* _EXERCISE GOAL_
Everything from the first line of the entries below through the line holding "a file sink." must be printed exactly as written.
[Opening PROVIDED INFORMATION section]
//! finance_report library: CSV report export for personal-finance records
//!
//! This library turns ordered sequences of flat records (accounts, budgets,
//! transactions, goals) into CSV documents and hands them to a file sink.
//! Three report shapes are available: the records as given, a simple report
//! with a chosen subset of fields, and a detailed report with export metadata.
//!
//! # Example
//!
//! ```
//! use finance_report::export::{generate_simple_report, ExportOptions, MemorySink, Record};
//!
//! let accounts = vec![
//!     Record::new().with("id", "1").with("name", "Checking").with("balance", 2500),
//!     Record::new().with("id", "2").with("name", "Savings").with("balance", 12000),
//! ];
//! let sink = MemorySink::new();
//! let options = ExportOptions::new("accounts").include_timestamp(false);
//!
//! let summary = generate_simple_report(&accounts, &options, &["id", "balance"], &sink)?;
//! assert_eq!(summary.file_name, "accounts_simple.csv");
//! assert_eq!(
//!     sink.last().unwrap().contents,
//!     "id,balance\n\"1\",2500\n\"2\",12000\n"
//! );
//! # Ok::<(), finance_report::ExportError>(())
//! ```

#![warn(missing_docs)]

pub mod config;
mod error_handling;
pub mod export;
pub mod initialization;
pub mod input;

// Re-export public API
pub use config::{Config, LogFormat, LogLevel};
pub use error_handling::{ExportError, InitializationError, InputError};
pub use export::{
    export_csv, generate_detailed_report, generate_simple_report, ExportOptions, ExportSummary,
    FileSink, Record, ReportShape,
};
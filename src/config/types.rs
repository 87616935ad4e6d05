//! Configuration types and CLI options.
//!
//! This module defines enums and structs used for command-line argument parsing
//! and configuration.

use std::path::PathBuf;

use clap::{Parser, ValueEnum};

use crate::config::constants::{DEFAULT_OUTPUT_DIR, OUTPUT_DIR_ENV};
use crate::export::{ExportOptions, ReportShape};

/// Logging level for the application.
///
/// Controls the verbosity of log output, from most restrictive (Error) to most
/// verbose (Trace).
#[derive(Clone, Debug, ValueEnum)]
pub enum LogLevel {
    /// Only error messages
    Error,
    /// Error and warning messages
    Warn,
    /// Error, warning, and informational messages
    Info,
    /// All messages except trace
    Debug,
    /// All messages including trace
    Trace,
}

impl From<LogLevel> for log::LevelFilter {
    fn from(l: LogLevel) -> Self {
        match l {
            LogLevel::Error => log::LevelFilter::Error,
            LogLevel::Warn => log::LevelFilter::Warn,
            LogLevel::Info => log::LevelFilter::Info,
            LogLevel::Debug => log::LevelFilter::Debug,
            LogLevel::Trace => log::LevelFilter::Trace,
        }
    }
}

/// Log output format.
///
/// Controls how log messages are formatted:
/// - `Plain`: Human-readable format with colors (default)
/// - `Json`: Structured JSON format for machine parsing
#[derive(Clone, Debug, ValueEnum)]
pub enum LogFormat {
    /// Human-readable format with colors (default)
    Plain,
    /// Structured JSON format for machine parsing
    Json,
}

/// Command-line configuration for the `finance_report` binary.
///
/// # Examples
///
/// ```
/// use clap::Parser;
/// use finance_report::Config;
///
/// let config = Config::parse_from([
///     "finance_report",
///     "accounts.json",
///     "--file-name",
///     "accounts",
///     "--report",
///     "simple",
///     "--fields",
///     "id,balance",
/// ]);
/// assert_eq!(config.fields, vec!["id", "balance"]);
/// ```
#[derive(Debug, Clone, Parser)]
#[command(name = "finance_report", version, about)]
pub struct Config {
    /// JSON file holding an array of record objects
    pub input: PathBuf,

    /// Base name of the exported file (no extension)
    #[arg(long)]
    pub file_name: String,

    /// Report title (reserved, not written to the document)
    #[arg(long)]
    pub title: Option<String>,

    /// Do not append the `_YYYY-MM-DD` date suffix to the file name
    #[arg(long)]
    pub no_timestamp: bool,

    /// Report shape to export
    #[arg(long, value_enum, default_value_t = ReportShape::Csv)]
    pub report: ReportShape,

    /// Fields kept by a simple report, in output order
    #[arg(long, value_delimiter = ',')]
    pub fields: Vec<String>,

    /// Fields whose RFC 3339 text is exported as a date cell
    #[arg(long, value_delimiter = ',')]
    pub date_fields: Vec<String>,

    /// Directory the CSV file is written to
    #[arg(long, env = OUTPUT_DIR_ENV, default_value = DEFAULT_OUTPUT_DIR)]
    pub output_dir: PathBuf,

    /// Write the document to standard output instead of a file
    #[arg(long)]
    pub stdout: bool,

    /// Log level
    #[arg(long, value_enum, default_value_t = LogLevel::Info)]
    pub log_level: LogLevel,

    /// Log format
    #[arg(long, value_enum, default_value_t = LogFormat::Plain)]
    pub log_format: LogFormat,
}

impl Config {
    /// Builds the exporter options described by this configuration.
    pub fn export_options(&self) -> ExportOptions {
        let mut options = ExportOptions::new(self.file_name.clone())
            .include_timestamp(!self.no_timestamp);
        if let Some(title) = &self.title {
            options = options.with_title(title.clone());
        }
        options
    }
}
use std::future::Future;
use std::time::Duration;

use tokio::time::sleep;
use tracing::{debug, warn};

use crate::config::RetrySettings;
use crate::store::StoreError;

/// Bounded exponential backoff for store writes. Only [`StoreError::Unavailable`] is retried.
#[derive(Debug, Clone)]
pub struct RetryPolicy {
    max_attempts: u32,
    initial_backoff: Duration,
    max_backoff: Duration,
}

impl RetryPolicy {
    pub fn new(max_attempts: u32, initial_backoff: Duration, max_backoff: Duration) -> Self {
        Self {
            max_attempts: max_attempts.max(1),
            initial_backoff,
            max_backoff: max_backoff.max(initial_backoff),
        }
    }

    pub fn from_settings(settings: &RetrySettings) -> Self {
        Self::new(
            settings.max_attempts,
            settings.initial_backoff,
            settings.max_backoff,
        )
    }

    /// Single attempt, no sleeping. Handy for tests.
    pub fn none() -> Self {
        Self::new(1, Duration::ZERO, Duration::ZERO)
    }

    pub fn max_attempts(&self) -> u32 {
        self.max_attempts
    }

    /// Delay before retry number `attempt` (0-based): initial, doubled each time, capped.
    pub fn backoff(&self, attempt: u32) -> Duration {
        let factor = 2u32.saturating_pow(attempt);
        self.initial_backoff
            .checked_mul(factor)
            .unwrap_or(self.max_backoff)
            .min(self.max_backoff)
    }

    pub async fn execute<F, Fut, T>(&self, operation: &str, mut attempt_fn: F) -> Result<T, StoreError>
    where
        F: FnMut() -> Fut,
        Fut: Future<Output = Result<T, StoreError>>,
    {
        let mut attempt = 0;
        loop {
            match attempt_fn().await {
                Ok(value) => {
                    if attempt > 0 {
                        debug!(operation, retries = attempt, "store operation recovered");
                    }
                    return Ok(value);
                }
                Err(err) if err.is_retryable() && attempt + 1 < self.max_attempts => {
                    let delay = self.backoff(attempt);
                    warn!(
                        operation,
                        attempt = attempt + 1,
                        delay_ms = delay.as_millis() as u64,
                        error = %err,
                        "store operation failed; retrying"
                    );
                    sleep(delay).await;
                    attempt += 1;
                }
                Err(err) => {
                    if err.is_retryable() {
                        warn!(operation, attempts = attempt + 1, error = %err, "store retries exhausted");
                    }
                    return Err(err);
                }
            }
        }
    }
}

impl Default for RetryPolicy {
    fn default() -> Self {
        Self::from_settings(&RetrySettings::default())
    }
}

#[cfg(test)]
mod tests {
    use super::*;
    use std::sync::atomic::{AtomicU32, Ordering};

    #[test]
    fn backoff_doubles_and_caps() {
        let policy = RetryPolicy::new(5, Duration::from_millis(25), Duration::from_millis(80));
        assert_eq!(policy.backoff(0), Duration::from_millis(25));
        assert_eq!(policy.backoff(1), Duration::from_millis(50));
        assert_eq!(policy.backoff(2), Duration::from_millis(80));
        assert_eq!(policy.backoff(40), Duration::from_millis(80));
    }

    #[tokio::test]
    async fn retries_unavailable_until_success() {
        let policy = RetryPolicy::new(3, Duration::from_millis(1), Duration::from_millis(2));
        let calls = &AtomicU32::new(0);

        let result = policy
            .execute("ledger", move || async move {
                if calls.fetch_add(1, Ordering::SeqCst) < 2 {
                    Err(StoreError::Unavailable("throttled".into()))
                } else {
                    Ok(7)
                }
            })
            .await;

        assert_eq!(result, Ok(7));
        assert_eq!(calls.load(Ordering::SeqCst), 3);
    }

    #[tokio::test]
    async fn gives_up_after_max_attempts() {
        let policy = RetryPolicy::new(2, Duration::from_millis(1), Duration::from_millis(1));
        let calls = &AtomicU32::new(0);

        let result: Result<(), _> = policy
            .execute("ledger", move || async move {
                calls.fetch_add(1, Ordering::SeqCst);
                Err(StoreError::Unavailable("down".into()))
            })
            .await;

        assert!(matches!(result, Err(StoreError::Unavailable(_))));
        assert_eq!(calls.load(Ordering::SeqCst), 2);
    }

    #[tokio::test]
    async fn permanent_errors_are_not_retried() {
        let policy = RetryPolicy::new(4, Duration::from_millis(1), Duration::from_millis(1));
        let calls = &AtomicU32::new(0);

        let result: Result<(), _> = policy
            .execute("ledger", move || async move {
                calls.fetch_add(1, Ordering::SeqCst);
                Err(StoreError::UnknownTable("users".into()))
            })
            .await;

        assert!(result.is_err());
        assert_eq!(calls.load(Ordering::SeqCst), 1);
    }
}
[Closing PROVIDED INFORMATION section]
* _RESPONSE_
//! finance_report library: CSV report export for personal-finance records
//!
//! This library turns ordered sequences of flat records (accounts, budgets,
//! transactions, goals) into CSV documents and hands them to a file sink.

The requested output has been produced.